Il tribunale dell'Aia lancia un'indagine contro il suo capo procuratore

La Corte Penale Internazionale dell'Aia ha annunciato il lancio di un'indagine interna sul suo capo procuratore, Karym Khan, che ha detto che aiuterà il processo di indagine anche se nega le accuse. Lo sviluppo viene dopo rapporti mediatici di un documento che nomina accuse contro Khan, coinvolgendo minacce indesiderate e [...]
Lo sviluppo viene dopo i rapporti mediatici di un documento che nomina accuse contro Khan, comprese le minacce indesiderate e ’abuzioni di natura sessuale, la BBC Network scrive.
Il documento afferma che il signor Khan “era stato precedentemente chiamato per le indagini riguardanti il caso di assunzione.
Accogliamo con favore l'opportunità di partecipare al processo, poiché continuo le mie funzioni di procuratore capo, il responsabile, il responsabile, il responsabile, il responsabile, il responsabile, la proposta.
I funzionari hanno detto che le questioni di indagine sarebbero gestite da Procuratori aggiunto “per garantire il rispetto dei diritti delle persone coinvolte
Lo sviluppo viene in mezzo ad una maggiore attenzione alla Corte e al signor Khan, come quest'ultimo ha emesso accuse e suggerimenti per mandati per persone legate al conflitto di Gaza.
A maggio Khan ha detto che c'era una ragione credibile che il primo ministro israeliano Benjamin Netanyahu, il suo ministro della difesa Yoav Gallant, i leader di Hamas, Yahija Sinwar, Mohammed Deif e Ismail Haniyeh potrebbero essere responsabili di crimini contro l'umanità dal giorno dell'attacco di Hamas il 7 ottobre, e più tardi.

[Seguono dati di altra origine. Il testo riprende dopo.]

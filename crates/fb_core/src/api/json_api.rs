//! JSON boundary for game simulation.
//!
//! String-in, string-out so host shells and scripting layers can drive the
//! engine without linking against the model types. Errors come back as
//! `"CODE: message"` strings.

use std::collections::HashMap;

use serde::{Deserialize, Serialize};
use uuid::Uuid;

use crate::engine::game_modifiers::TeamGameModifiers;
use crate::engine::game_sim::{GameEngine, GamePlan};
use crate::engine::rotation::generate_preset;
use crate::engine::tuning::SimTuning;
use crate::models::game::{BoxScore, TeamTotals};
use crate::models::player::{Player, PlayerAttributes, Position};
use crate::models::playoffs::Conference;
use crate::models::team::Team;

pub mod error_codes {
    pub const INVALID_REQUEST: &str = "E_REQUEST";
    pub const SCHEMA_VERSION: &str = "E_SCHEMA";
    pub const INVALID_TEAM: &str = "E_TEAM";
    pub const SIMULATION: &str = "E_SIM";
}

fn err_code(code: &str, message: impl std::fmt::Display) -> String {
    format!("{code}: {message}")
}

#[derive(Debug, Deserialize)]
pub struct GameRequest {
    pub schema_version: u8,
    pub seed: u64,
    pub home_team: TeamData,
    pub away_team: TeamData,
    /// Named multiplier maps from the modifier provider (coaching staff,
    /// playbooks). Unknown names are ignored, values are clamped.
    #[serde(default)]
    pub home_modifiers: Option<HashMap<String, f32>>,
    #[serde(default)]
    pub away_modifiers: Option<HashMap<String, f32>>,
    #[serde(default)]
    pub is_playoff: bool,
}

#[derive(Debug, Deserialize)]
pub struct TeamData {
    pub name: String,
    pub players: Vec<PlayerData>,
    /// When set, a rotation preset of this size is generated for the team;
    /// otherwise the starting five plays the whole game.
    #[serde(default)]
    pub rotation_size: Option<u8>,
}

#[derive(Debug, Deserialize)]
pub struct PlayerData {
    pub name: String,
    pub position: Position,
    /// Full rating block; wins over `overall` when both are present.
    #[serde(default)]
    pub attributes: Option<PlayerAttributes>,
    /// Shorthand: one rating applied across the block.
    #[serde(default)]
    pub overall: Option<u8>,
}

#[derive(Debug, Serialize)]
pub struct GameResponse {
    pub schema_version: u8,
    pub home_team: String,
    pub away_team: String,
    pub home_score: u16,
    pub away_score: u16,
    pub overtimes: u8,
    pub home_possessions: u16,
    pub away_possessions: u16,
    pub home_totals: TeamTotals,
    pub away_totals: TeamTotals,
    pub box_score: BoxScore,
}

/// Simulate one game from a JSON request, returning the response as JSON.
pub fn simulate_game_json(request_json: &str) -> Result<String, String> {
    let request: GameRequest = serde_json::from_str(request_json)
        .map_err(|e| err_code(error_codes::INVALID_REQUEST, e))?;
    if request.schema_version != crate::SCHEMA_VERSION {
        return Err(err_code(
            error_codes::SCHEMA_VERSION,
            format!(
                "expected {}, got {}",
                crate::SCHEMA_VERSION,
                request.schema_version
            ),
        ));
    }

    tracing::debug!(seed = request.seed, "simulating game via JSON API");

    let home_team = build_team(&request.home_team, Conference::East)?;
    let away_team = build_team(&request.away_team, Conference::West)?;

    let plan = GamePlan {
        home_team,
        away_team,
        seed: request.seed,
        home_modifiers: named_modifiers(request.home_modifiers.as_ref()),
        away_modifiers: named_modifiers(request.away_modifiers.as_ref()),
        is_playoff: request.is_playoff,
        tuning: SimTuning::default(),
    };

    let mut engine =
        GameEngine::new(plan).map_err(|e| err_code(error_codes::INVALID_TEAM, e))?;
    let result = engine.simulate();

    let response = GameResponse {
        schema_version: crate::SCHEMA_VERSION,
        home_team: request.home_team.name,
        away_team: request.away_team.name,
        home_score: result.home_score,
        away_score: result.away_score,
        overtimes: result.overtimes,
        home_possessions: result.home_possessions,
        away_possessions: result.away_possessions,
        home_totals: result.box_score.home_totals(),
        away_totals: result.box_score.away_totals(),
        box_score: result.box_score,
    };
    serde_json::to_string(&response).map_err(|e| err_code(error_codes::SIMULATION, e))
}

fn named_modifiers(map: Option<&HashMap<String, f32>>) -> TeamGameModifiers {
    map.map(TeamGameModifiers::from_named).unwrap_or_default()
}

fn build_team(data: &TeamData, conference: Conference) -> Result<Team, String> {
    let roster: Vec<Player> = data
        .players
        .iter()
        .map(|p| {
            let attributes = p
                .attributes
                .map(PlayerAttributes::clamped)
                .unwrap_or_else(|| PlayerAttributes::uniform(p.overall.unwrap_or(60)));
            Player::new(p.name.clone(), p.position, attributes)
        })
        .collect();

    let lineup = starting_five(&roster)
        .ok_or_else(|| err_code(error_codes::INVALID_TEAM, format!("{}: empty roster", data.name)))?;
    let mut team = Team::new(data.name.clone(), conference, roster, lineup);

    if let Some(size) = data.rotation_size {
        let preset = generate_preset(size, &team.roster)
            .map_err(|e| err_code(error_codes::INVALID_TEAM, e))?;
        team.rotation = Some(preset);
    }

    team.validate().map_err(|e| err_code(error_codes::INVALID_TEAM, e))?;
    Ok(team)
}

/// Best player per position slot, ranked by aggregate rating with name as
/// the deterministic tie-break; best remaining player for uncovered slots.
fn starting_five(roster: &[Player]) -> Option<[Uuid; 5]> {
    if roster.len() < 5 {
        return None;
    }
    let mut ranked: Vec<usize> = (0..roster.len()).collect();
    ranked.sort_by(|&a, &b| {
        roster[b]
            .overall()
            .cmp(&roster[a].overall())
            .then_with(|| roster[a].name.cmp(&roster[b].name))
    });

    let mut taken = vec![false; roster.len()];
    let mut lineup: [Option<Uuid>; 5] = [None; 5];
    for position in Position::ALL {
        if let Some(&idx) = ranked
            .iter()
            .find(|&&i| !taken[i] && roster[i].position == position)
        {
            lineup[position.index()] = Some(roster[idx].id);
            taken[idx] = true;
        }
    }
    for slot in 0..5 {
        if lineup[slot].is_none() {
            let idx = *ranked.iter().find(|&&i| !taken[i])?;
            lineup[slot] = Some(roster[idx].id);
            taken[idx] = true;
        }
    }
    Some(lineup.map(|id| id.expect("every slot filled above")))
}

#[cfg(test)]
mod tests {
    use super::*;
    use serde_json::json;

    fn roster_json(prefix: &str, overall: u8) -> serde_json::Value {
        let positions = ["PG", "SG", "SF", "PF", "C"];
        let players: Vec<serde_json::Value> = (0..13)
            .map(|i| {
                json!({
                    "name": format!("{prefix} {i:02}"),
                    "position": positions[i % 5],
                    "overall": overall,
                })
            })
            .collect();
        json!(players)
    }

    fn request(seed: u64) -> String {
        json!({
            "schema_version": 1,
            "seed": seed,
            "home_team": {
                "name": "Harbor City",
                "players": roster_json("HC", 72),
                "rotation_size": 9,
            },
            "away_team": {
                "name": "Ridgeline",
                "players": roster_json("RL", 70),
            },
        })
        .to_string()
    }

    #[test]
    fn basic_simulation_round_trips_json() {
        let response = simulate_game_json(&request(42)).unwrap();
        let parsed: serde_json::Value = serde_json::from_str(&response).unwrap();
        assert_eq!(parsed["schema_version"], 1);
        assert!(parsed["home_score"].is_number());
        assert!(parsed["away_score"].is_number());
        assert_ne!(parsed["home_score"], parsed["away_score"]);
        assert_eq!(parsed["home_team"], "Harbor City");
    }

    #[test]
    fn same_seed_same_response() {
        let a = simulate_game_json(&request(999)).unwrap();
        let b = simulate_game_json(&request(999)).unwrap();
        assert_eq!(a, b);
    }

    #[test]
    fn wrong_schema_version_is_refused() {
        let mut value: serde_json::Value = serde_json::from_str(&request(1)).unwrap();
        value["schema_version"] = json!(9);
        let err = simulate_game_json(&value.to_string()).unwrap_err();
        assert!(err.starts_with(error_codes::SCHEMA_VERSION), "{err}");
    }

    #[test]
    fn modifiers_are_accepted_and_clamped() {
        let mut value: serde_json::Value = serde_json::from_str(&request(5)).unwrap();
        value["home_modifiers"] = json!({"shooting": 99.0, "pace": 1.05, "mystery": 2.0});
        let response = simulate_game_json(&value.to_string()).unwrap();
        let parsed: serde_json::Value = serde_json::from_str(&response).unwrap();
        assert!(parsed["home_score"].is_number());
    }

    #[test]
    fn short_roster_is_refused() {
        let value = json!({
            "schema_version": 1,
            "seed": 3,
            "home_team": {"name": "Tiny", "players": [
                {"name": "Solo", "position": "PG", "overall": 80}
            ]},
            "away_team": {"name": "Ridgeline", "players": roster_json("RL", 70)},
        });
        let err = simulate_game_json(&value.to_string()).unwrap_err();
        assert!(err.starts_with(error_codes::INVALID_TEAM), "{err}");
    }

    #[test]
    fn unsupported_rotation_size_is_refused() {
        let mut value: serde_json::Value = serde_json::from_str(&request(5)).unwrap();
        value["home_team"]["rotation_size"] = json!(7);
        let err = simulate_game_json(&value.to_string()).unwrap_err();
        assert!(err.contains("unsupported rotation size"), "{err}");
    }
}
//! Engine error taxonomy.
//!
//! Three families of failure, all local and recoverable by the caller:
//! configuration errors (invalid rotation input, rejected before any
//! simulation work), precondition refusals (advancing an incomplete playoff
//! round), and structural impossibilities (a conference missing one of the
//! seeds a play-in game needs).

use thiserror::Error;
use uuid::Uuid;

use crate::models::playoffs::{Conference, PlayoffRound};
use crate::models::rotation::RotationViolation;

#[derive(Error, Debug)]
pub enum SimError {
    /// Rotation input failed validation. Carries every violation found, not
    /// just the first; the simulator never substitutes around a bad config.
    #[error("invalid rotation: {}", format_violations(.0))]
    InvalidRotation(Vec<RotationViolation>),

    #[error("unsupported rotation size {0}, presets exist for 6, 8, 9 and 10")]
    UnsupportedRotationSize(u8),

    #[error("roster too small: requested {needed} rotation players, roster has {found}")]
    RosterTooSmall { needed: usize, found: usize },

    #[error("invalid team {name}: {reason}")]
    InvalidTeam { name: String, reason: String },

    #[error("playoff round {0} is not complete")]
    RoundIncomplete(PlayoffRound),

    #[error("bracket is already complete")]
    BracketComplete,

    #[error("no seed {seed} in the {conference} conference")]
    MissingSeed { conference: Conference, seed: u8 },

    #[error("series {0} is already complete")]
    SeriesComplete(Uuid),

    #[error("game does not belong to series {0}")]
    SeriesMismatch(Uuid),

    #[error("game {0} has not been played")]
    GameNotPlayed(Uuid),

    #[error("unknown team id {0}")]
    UnknownTeam(Uuid),

    #[error("unsupported schema version: expected {expected}, got {found}")]
    SchemaVersion { expected: u8, found: u8 },

    #[error("serialization error: {0}")]
    Serialization(#[from] serde_json::Error),
}

pub type Result<T> = std::result::Result<T, SimError>;

fn format_violations(violations: &[RotationViolation]) -> String {
    violations.iter().map(|v| v.to_string()).collect::<Vec<_>>().join("; ")
}

#[cfg(test)]
mod tests {
    use super::*;
    use crate::models::player::Position;

    #[test]
    fn invalid_rotation_lists_every_violation() {
        let err = SimError::InvalidRotation(vec![
            RotationViolation::PositionUncovered { position: Position::C },
            RotationViolation::TotalMinutes { minutes: 236 },
        ]);
        let msg = err.to_string();
        assert!(msg.contains("C"), "message should name the position: {msg}");
        assert!(msg.contains("236"), "message should carry the bad total: {msg}");
        assert!(msg.contains("; "), "violations should be enumerated: {msg}");
    }
}
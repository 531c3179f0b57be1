pub mod game;
pub mod player;
pub mod playoffs;
pub mod rotation;
pub mod team;

pub use game::{BoxScore, Game, GameResult, PlayerLine, TeamTotals};
pub use player::{Player, PlayerAttributes, Position};
pub use playoffs::{Conference, PlayoffBracket, PlayoffRound, PlayoffSeries, SeededTeam};
pub use rotation::{
    DepthChartEntry, RotationConfig, RotationViolation, GAME_MINUTES, MAX_ROTATION_SIZE,
    MIN_ROTATION_SIZE, TOTAL_ROTATION_MINUTES,
};
pub use team::{Team, MAX_ROSTER_SIZE, MIN_ROSTER_SIZE};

Ora Sinwar, Deif e Haneyeh sono stati uccisi da Israele.
In precedenza Khan non ha esattamente incolpato Israele, ma ha attirato paralleli tra i tentativi di screditare lui e Israele, dicendo che “è un momento in cui la Corte Internazionale è l'obiettivo di un ampio numero di attacchi e minacce
La relazione iniziale di The Guardian riguardava un avvocato femminile che era diventato l'oggetto di progressi sessuali indesiderati da parte di Khan, che gettava dubbi sulle competenze del controllo della Corte Indipendente.
La rete ha riferito e denuncia il comportamento indesiderato di Khan da parte di un altro collega, anche se gli è stato consigliato di evitare il contatto con lei.
Paivi Kaukoranta, capo del gruppo di sorveglianza del tribunale, ha detto il mese scorso che i funzionari hanno contattato la vittima, ma non ha detto che punto erano le indagini.
Ieri ha difeso la capacità del gruppo di indagini, ma ha detto che in determinate circostanze non si è opposto alle indagini interne.
Attualmente un pannello a tre giudici sta considerando la richiesta di mandato di arresto contro Khan, scrive BBC.
Nel 2023 emise un mandato internazionale contro il presidente russo Vladimir Putin.